2️⃣ The sanctions pressure on Russia and its supporters is increasing significantly.

➖ The United States imposed new sanctions on 400 individuals and companies representing key industries, including energy, metals, and mining. The sanctions targeted companies from the UAE, Hong Kong, Turkey, Kazakhstan, Kyrgyzstan, and China that had been intermediaries for the export of sanctioned goods to Russia and Belarus. China reacted sharply to the US sanctions and called on the latter to stop ‘unlawful actions’.

➖ However, banks in countries that support Russia are increasingly refusing to work with the Russian ruble because they fear being hit by US sanctions. For example, UAE banks refuse to process payments from Russian companies for Chinese electronics, arguing that the goods do not arrive in the Emirates. Turkish state-owned banks, including Ziraat Bank, which ranked first in the country in terms of assets, have also started to pursue a similar policy.
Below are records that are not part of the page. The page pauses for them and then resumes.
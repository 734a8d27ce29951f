mod app;
mod cache;
mod commands;
mod config;
mod event;
mod feed;
mod logging;
mod news;
mod query;
mod ui;

use clap::Parser;
use color_eyre::{eyre::eyre, Result};
use std::path::PathBuf;
use tracing::{info, warn};

use cache::{CacheLayer, MemoryStorage, NoopStorage, SqliteStorage};
use config::Config;
use feed::{filter, ArticleRepository, Feed};
use news::{CategoryFilter, NewsClient};
use ui::views::{ArticleDetailView, ArticleListView};

#[derive(Parser, Debug)]
#[command(name = "newsdeck")]
#[command(about = "A terminal news reader with an offline article cache")]
#[command(version)]
struct Args {
  /// Path to config file (default: $XDG_CONFIG_HOME/newsdeck/config.yaml)
  #[arg(short, long)]
  config: Option<PathBuf>,

  /// Initial category: all, business, entertainment, health, science, sports, technology
  #[arg(long, default_value = "all")]
  category: CategoryFilter,

  /// Open directly on an article, resolved from the local cache
  #[arg(long, value_name = "ID")]
  article: Option<String>,

  /// Print the listing to stdout instead of starting the UI
  #[arg(long)]
  print: bool,

  /// Filter headlines containing this text
  #[arg(short, long, default_value = "")]
  search: String,

  /// Keep the cache in memory for this session only
  #[arg(long)]
  no_cache: bool,
}

#[tokio::main]
async fn main() -> Result<()> {
  color_eyre::install()?;

  let args = Args::parse();

  let config = Config::load(args.config.as_deref())?;
  let _log_guard = logging::init_logging(&config.log)?;

  let cache = open_cache(&config, args.no_cache);
  let client = NewsClient::new(&config, Config::get_api_key().ok())?;

  if args.print {
    return print_listing(cache, client, args.category, &args.search).await;
  }

  let mut feed = Feed::with_client(cache.clone(), config.debounce(), client);
  feed.set_search(&args.search);
  feed.start(args.category);

  let mut app = app::App::new(config.title.clone(), Box::new(ArticleListView::new(feed)));
  if let Some(id) = args.article {
    app.push(Box::new(ArticleDetailView::resolve(cache, &id)));
  }
  app.run().await?;

  Ok(())
}

/// Durable cache unless disabled; an unusable database degrades to no
/// caching rather than failing startup
fn open_cache(config: &Config, no_cache: bool) -> CacheLayer {
  if no_cache {
    info!("Caching disabled, using in-memory storage");
    return CacheLayer::new(MemoryStorage::new());
  }

  match SqliteStorage::open(config.cache.path.as_deref()) {
    Ok(storage) => CacheLayer::new(storage),
    Err(e) => {
      warn!("Cache unavailable, continuing without it: {}", e);
      CacheLayer::new(NoopStorage)
    }
  }
}

async fn print_listing(
  cache: CacheLayer,
  client: NewsClient,
  category: CategoryFilter,
  search: &str,
) -> Result<()> {
  let mut repository = ArticleRepository::new(cache);
  let source = repository
    .initialize(|request| async move { client.fetch(&request).await })
    .await
    .map_err(|e| eyre!("{}", e))?;
  info!("Printing listing from {:?}", source);

  let articles = filter::visible(repository.working_set(), category, search);
  if articles.is_empty() {
    println!("No articles.");
    return Ok(());
  }

  for article in articles {
    println!(
      "{}  {:<16}  {}",
      article.published_at.format("%Y-%m-%d %H:%M"),
      article.id(),
      article.title
    );
    println!("{:<36}{}", "", article.link);
  }
  Ok(())
}
//! Pure functions deriving the visible articles from the working set.

use crate::news::{Article, CategoryFilter};

/// Narrow the working set to one category; `All` keeps everything.
pub fn narrow(working_set: &[Article], category: CategoryFilter) -> Vec<&Article> {
  match category {
    CategoryFilter::All => working_set.iter().collect(),
    CategoryFilter::Only(c) => working_set.iter().filter(|a| a.has_category(c)).collect(),
  }
}

/// Case-insensitive title match; an empty query matches everything.
pub fn matches_query(article: &Article, query: &str) -> bool {
  query.is_empty() || article.title.to_lowercase().contains(&query.to_lowercase())
}

/// Articles to display for the given category and search query, in working
/// set order.
pub fn visible<'a>(
  working_set: &'a [Article],
  category: CategoryFilter,
  query: &str,
) -> Vec<&'a Article> {
  narrow(working_set, category)
    .into_iter()
    .filter(|a| matches_query(a, query))
    .collect()
}

#[cfg(test)]
mod tests {
  use super::*;
  use crate::news::types::test_support::article;
  use crate::news::Category;

  fn working_set() -> Vec<Article> {
    vec![
      article("Stocks Climb Again", &["business", "top"]),
      article("Cup Final Tonight", &["sports"]),
      article("New Vaccine Approved", &["health", "science"]),
      article("Chip stocks slide", &["technology", "business"]),
      article("Untagged story", &[]),
    ]
  }

  fn titles(articles: &[&Article]) -> Vec<String> {
    articles.iter().map(|a| a.title.clone()).collect()
  }

  #[test]
  fn test_all_with_empty_query_is_identity() {
    let ws = working_set();
    let result = visible(&ws, CategoryFilter::All, "");
    let expected: Vec<&Article> = ws.iter().collect();
    assert_eq!(result, expected);
  }

  #[test]
  fn test_category_narrowing() {
    let ws = working_set();
    let result = visible(&ws, CategoryFilter::Only(Category::Business), "");
    assert_eq!(
      titles(&result),
      vec!["Stocks Climb Again", "Chip stocks slide"]
    );
  }

  #[test]
  fn test_absent_category_is_empty() {
    let ws = working_set();
    assert!(visible(&ws, CategoryFilter::Only(Category::Entertainment), "").is_empty());
  }

  #[test]
  fn test_query_is_case_insensitive_substring() {
    let ws = working_set();
    for query in ["stocks", "STOCKS", "ocK", "cup", "vaccine approved", "zzz"] {
      let result = visible(&ws, CategoryFilter::All, query);
      for a in &result {
        assert!(
          a.title.to_lowercase().contains(&query.to_lowercase()),
          "{} should contain {}",
          a.title,
          query
        );
      }
    }
    assert_eq!(visible(&ws, CategoryFilter::All, "STOCKS").len(), 2);
    assert!(visible(&ws, CategoryFilter::All, "zzz").is_empty());
  }

  #[test]
  fn test_category_and_query_compose() {
    let ws = working_set();
    let result = visible(&ws, CategoryFilter::Only(Category::Technology), "stocks");
    assert_eq!(titles(&result), vec!["Chip stocks slide"]);
  }

  #[test]
  fn test_visible_is_idempotent_and_pure() {
    let ws = working_set();
    let before = ws.clone();
    let first = titles(&visible(&ws, CategoryFilter::Only(Category::Business), "s"));
    let second = titles(&visible(&ws, CategoryFilter::Only(Category::Business), "s"));
    assert_eq!(first, second);
    assert_eq!(ws, before);
  }
}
3️⃣ The Lithuanian and Latvian MFAs report high involvement in the unification of sanctions against Russia and Belarus.

Full harmonization of sanctions will ensure greater control over their circumvention, and thus continue to increase sanctions pressure on Russia and its associates.

➖ In addition, the EU reminds of the need to use stricter measures against sanctions circumvention against the backdrop of growing exports of EU goods to countries close to Russia. It is emphasized that most of the work should be done by member states at the local level, which will provide a basis for further work at the EU level.

➖ Last week also saw the first case when a company itself discovered that its competitors were circumventing sanctions. Thus, Hindenberg Research investigated Super Micro, which revealed that Super Micro continues to export data processing and artificial intelligence equipment to Russia that could be used for military purposes.

International sanctions circumvention schemes are still active. For example, the US arrested a Hungarian citizen for attempting to illegally export US military equipment to Russia.

He was allegedly exporting 200 radio stations through a network of branches in Spain, Serbia, Hungary, Latvia, and other countries. Kyiv customs officers exposed a scheme to import water heaters from a sanctioned company into Ukraine worth more than UAH 2 million. According to the scheme, the goods were supposed to enter Ukraine through a third country.